A Decade of Dissent: Student Protests at the University of Michigan in the 1960s
War Research and Anti-Recruiting Activities
Prior to the 1960s, the research projects done by the Engineering Department which were sponsored by the US government and its defense contractors were moved out of Ann Arbor to Willow Run Laboratories in nearby Ypsilanti, MI.
Protestors demonstrate against corporate recruiters
with known war research affiliations, from Michigan
Daily Photograph collection, Box 12.
Tensions over the university's involvement in secret war research culminated in October 1967, when hundreds of students occupied the Administration Building. They were opposed to the University's involvement in a Department of Defense project with the Royal Thai Armed Forces.
In 1968, the Research Policies Committee (RPC) reviewed the issue of secret research and recommended that the university decline contracts that would ultimately result in human death or incapacitation.

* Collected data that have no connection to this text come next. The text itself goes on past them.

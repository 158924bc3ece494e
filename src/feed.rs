//! Polling token feed: owned state, derived table projection, and the
//! refresh/countdown timer task.
//!
//! `TokenFeed` is a synchronous state machine with no timer coupling, so
//! every transition is testable without a runtime. `FeedTask` owns the
//! timers: one fetch cycle per refresh interval, one countdown tick per
//! second, both cancelled on stop (or drop).

use std::cmp::Ordering;
use std::sync::atomic::{AtomicBool, Ordering as AtomicOrdering};
use std::sync::{Arc, RwLock, RwLockReadGuard, RwLockWriteGuard};
use std::time::Duration;

use chrono::{DateTime, Utc};
use serde::Serialize;
use tokio::task::JoinHandle;
use tracing::{info, warn};

use crate::format::parse_numeric;
use crate::token_list::{FeedError, Token, TokenListSource, DEFAULT_TOKEN_LIST_URL};

pub const PAGE_SIZE: usize = 10;
pub const COUNTDOWN_SECONDS: u8 = 30;

#[derive(Debug, Clone, Copy, PartialEq, Eq, Hash, Serialize)]
pub enum SortKey {
    Name,
    Price,
    PercentChange24h,
    MulPoint,
}

#[derive(Debug, Clone, Copy, PartialEq, Eq, Serialize)]
pub enum SortDirection {
    Ascending,
    Descending,
}

#[derive(Debug, Clone, Copy, PartialEq, Eq, Serialize)]
pub struct SortConfig {
    pub key: SortKey,
    pub direction: SortDirection,
}

impl Default for SortConfig {
    fn default() -> Self {
        Self {
            key: SortKey::MulPoint,
            direction: SortDirection::Descending,
        }
    }
}

#[derive(Debug, Clone, PartialEq, Eq)]
pub struct FeedConfig {
    pub endpoint_url: String,
    pub refresh_interval_ms: u64,
    pub tick_interval_ms: u64,
    pub request_timeout_ms: u64,
}

impl Default for FeedConfig {
    fn default() -> Self {
        Self {
            endpoint_url: DEFAULT_TOKEN_LIST_URL.to_string(),
            refresh_interval_ms: 30_000,
            tick_interval_ms: 1_000,
            request_timeout_ms: 10_000,
        }
    }
}

/// The filtered, sorted, paginated projection. Recomputed on every call,
/// never cached across mutations.
#[derive(Debug, Clone, PartialEq, Serialize)]
pub struct FeedPage {
    pub tokens: Vec<Token>,
    pub current_page: usize,
    pub total_pages: usize,
    pub filtered_count: usize,
}

/// Feed state machine. Raw tokens survive failed refreshes; the countdown
/// is re-armed whenever a cycle settles, success or not.
#[derive(Debug)]
pub struct TokenFeed {
    raw_tokens: Vec<Token>,
    query: String,
    sort: SortConfig,
    current_page: usize,
    countdown_seconds: u8,
    loading: bool,
    refreshing: bool,
    last_error: Option<String>,
    last_success_at: Option<DateTime<Utc>>,
    first_cycle_done: bool,
}

impl TokenFeed {
    pub fn new() -> Self {
        Self {
            raw_tokens: Vec::new(),
            query: String::new(),
            sort: SortConfig::default(),
            current_page: 1,
            countdown_seconds: COUNTDOWN_SECONDS,
            loading: true,
            refreshing: false,
            last_error: None,
            last_success_at: None,
            first_cycle_done: false,
        }
    }

    /// Enter a fetch cycle: the very first cycle keeps the initial-load
    /// flag, later cycles flag a refresh instead. A pending error from the
    /// previous cycle is cleared either way.
    pub fn begin_cycle(&mut self) {
        if self.first_cycle_done {
            self.refreshing = true;
        } else {
            self.loading = true;
        }
        self.last_error = None;
    }

    /// Settle a fetch cycle. Success replaces the raw list; failure keeps
    /// the stale list visible and records a human-readable message. Both
    /// paths clear the busy flags and re-arm the countdown.
    pub fn complete_cycle(&mut self, outcome: Result<Vec<Token>, FeedError>) {
        match outcome {
            Ok(tokens) => {
                info!(event = "feed.cycle.ok", token_count = tokens.len());
                self.raw_tokens = tokens;
                self.last_success_at = Some(Utc::now());
            }
            Err(err) => {
                warn!(event = "feed.cycle.error", error = %err);
                self.last_error = Some(err.to_string());
            }
        }

        self.loading = false;
        self.refreshing = false;
        self.first_cycle_done = true;
        self.countdown_seconds = COUNTDOWN_SECONDS;
    }

    /// One second of countdown. Pauses at zero; `complete_cycle` re-arms.
    pub fn tick_countdown(&mut self) {
        self.countdown_seconds = self.countdown_seconds.saturating_sub(1);
    }

    pub fn set_query(&mut self, query: impl Into<String>) {
        self.query = query.into();
        self.current_page = 1;
    }

    /// Repeating the active key flips the direction; a new key starts
    /// ascending. Either way the view snaps back to page 1.
    pub fn request_sort(&mut self, key: SortKey) {
        if self.sort.key == key {
            self.sort.direction = match self.sort.direction {
                SortDirection::Ascending => SortDirection::Descending,
                SortDirection::Descending => SortDirection::Ascending,
            };
        } else {
            self.sort = SortConfig {
                key,
                direction: SortDirection::Ascending,
            };
        }
        self.current_page = 1;
    }

    pub fn next_page(&mut self) {
        if self.current_page < self.total_pages() {
            self.current_page += 1;
        }
    }

    pub fn prev_page(&mut self) {
        if self.current_page > 1 {
            self.current_page -= 1;
        }
    }

    /// Derived view over the current state: filter, stable sort, paginate.
    /// A page beyond the filtered bounds yields an empty slice (the page
    /// cursor is only reset by query/sort changes, never by shrinkage).
    pub fn page(&self) -> FeedPage {
        let filtered = self.filtered_sorted();
        let filtered_count = filtered.len();
        let start = (self.current_page - 1) * PAGE_SIZE;

        let tokens = if start < filtered_count {
            filtered[start..(start + PAGE_SIZE).min(filtered_count)]
                .iter()
                .map(|token| (*token).clone())
                .collect()
        } else {
            Vec::new()
        };

        FeedPage {
            tokens,
            current_page: self.current_page,
            total_pages: filtered_count.div_ceil(PAGE_SIZE),
            filtered_count,
        }
    }

    pub fn token_count(&self) -> usize {
        self.raw_tokens.len()
    }

    pub fn query(&self) -> &str {
        &self.query
    }

    pub fn sort(&self) -> SortConfig {
        self.sort
    }

    pub fn current_page(&self) -> usize {
        self.current_page
    }

    pub fn countdown_seconds(&self) -> u8 {
        self.countdown_seconds
    }

    pub fn loading(&self) -> bool {
        self.loading
    }

    pub fn refreshing(&self) -> bool {
        self.refreshing
    }

    pub fn last_error(&self) -> Option<&str> {
        self.last_error.as_deref()
    }

    pub fn last_success_at(&self) -> Option<DateTime<Utc>> {
        self.last_success_at
    }

    fn total_pages(&self) -> usize {
        self.filtered().count().div_ceil(PAGE_SIZE)
    }

    fn filtered(&self) -> impl Iterator<Item = &Token> {
        let needle = self.query.to_lowercase();
        self.raw_tokens.iter().filter(move |token| {
            needle.is_empty()
                || token.name.to_lowercase().contains(&needle)
                || token.symbol.to_lowercase().contains(&needle)
        })
    }

    fn filtered_sorted(&self) -> Vec<&Token> {
        let mut rows: Vec<&Token> = self.filtered().collect();
        let key = self.sort.key;
        let direction = self.sort.direction;

        // Vec::sort_by is stable, so ties keep their filtered order in
        // both directions.
        rows.sort_by(|a, b| {
            let ordering = compare_sort_values(sort_value(a, key), sort_value(b, key));
            match direction {
                SortDirection::Ascending => ordering,
                SortDirection::Descending => ordering.reverse(),
            }
        });

        rows
    }
}

impl Default for TokenFeed {
    fn default() -> Self {
        Self::new()
    }
}

fn sort_value(token: &Token, key: SortKey) -> &str {
    match key {
        SortKey::Name => &token.name,
        SortKey::Price => &token.price,
        SortKey::PercentChange24h => &token.percent_change_24h,
        SortKey::MulPoint => &token.mul_point,
    }
}

/// Numeric comparison when both wire values parse as numbers, otherwise
/// lexicographic; a numeric value sorts before a non-numeric one.
fn compare_sort_values(a: &str, b: &str) -> Ordering {
    match (parse_numeric(a), parse_numeric(b)) {
        (Some(x), Some(y)) => x.partial_cmp(&y).unwrap_or(Ordering::Equal),
        (Some(_), None) => Ordering::Less,
        (None, Some(_)) => Ordering::Greater,
        (None, None) => a.cmp(b),
    }
}

/// Handle for the spawned refresh/countdown task. `stop` (or drop) cancels
/// both timers; the shared state is never touched again afterwards.
pub struct FeedTask {
    feed: Arc<RwLock<TokenFeed>>,
    stopped: Arc<AtomicBool>,
    handle: JoinHandle<()>,
}

impl FeedTask {
    pub fn spawn(source: Arc<dyn TokenListSource>, config: FeedConfig) -> Self {
        let feed = Arc::new(RwLock::new(TokenFeed::new()));
        let stopped = Arc::new(AtomicBool::new(false));
        let handle = tokio::spawn(run_feed_loop(
            Arc::clone(&feed),
            source,
            config,
            Arc::clone(&stopped),
        ));

        Self {
            feed,
            stopped,
            handle,
        }
    }

    pub fn with_feed<R>(&self, f: impl FnOnce(&TokenFeed) -> R) -> R {
        f(&read_feed(&self.feed))
    }

    pub fn with_feed_mut<R>(&self, f: impl FnOnce(&mut TokenFeed) -> R) -> R {
        f(&mut write_feed(&self.feed))
    }

    pub fn stop(&self) {
        self.stopped.store(true, AtomicOrdering::SeqCst);
        self.handle.abort();
    }
}

impl Drop for FeedTask {
    fn drop(&mut self) {
        self.stop();
    }
}

async fn run_feed_loop(
    feed: Arc<RwLock<TokenFeed>>,
    source: Arc<dyn TokenListSource>,
    config: FeedConfig,
    stopped: Arc<AtomicBool>,
) {
    let refresh_interval = Duration::from_millis(config.refresh_interval_ms.max(1));
    let tick_interval = Duration::from_millis(config.tick_interval_ms.max(1));

    loop {
        if stopped.load(AtomicOrdering::SeqCst) {
            return;
        }
        write_feed(&feed).begin_cycle();

        // The cycle awaits its own fetch, so overlapping in-flight
        // requests cannot occur.
        let outcome = source.fetch_tokens().await;
        if stopped.load(AtomicOrdering::SeqCst) {
            return;
        }
        write_feed(&feed).complete_cycle(outcome);

        let settled_at = tokio::time::Instant::now();
        while settled_at.elapsed() < refresh_interval {
            tokio::time::sleep(tick_interval).await;
            if stopped.load(AtomicOrdering::SeqCst) {
                return;
            }
            write_feed(&feed).tick_countdown();
        }
    }
}

fn read_feed(feed: &Arc<RwLock<TokenFeed>>) -> RwLockReadGuard<'_, TokenFeed> {
    feed.read().expect("feed lock should not be poisoned")
}

fn write_feed(feed: &Arc<RwLock<TokenFeed>>) -> RwLockWriteGuard<'_, TokenFeed> {
    feed.write().expect("feed lock should not be poisoned")
}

Protests at a recruiting event by Dow
Chemical, ©Andrew Sacks.
Another target of student protestors were corporate recruiters whose employers were known to be involved either in the war or other undesirable practices. Companies such as Michigan-based Dow Chemical (who manufactured napalm), Atlantic Richfield Company, Exxon, Hughes Aircraft and others were repeatedly interrupted during their efforts to meet with potential employees.
One protest of Atlantic Richfield in 1970 resulted in a 20-year old woman being charged with malicious destruction of property after she poured oil and feathers on the stairs of West Hall, where the Engineering Department was housed at the time.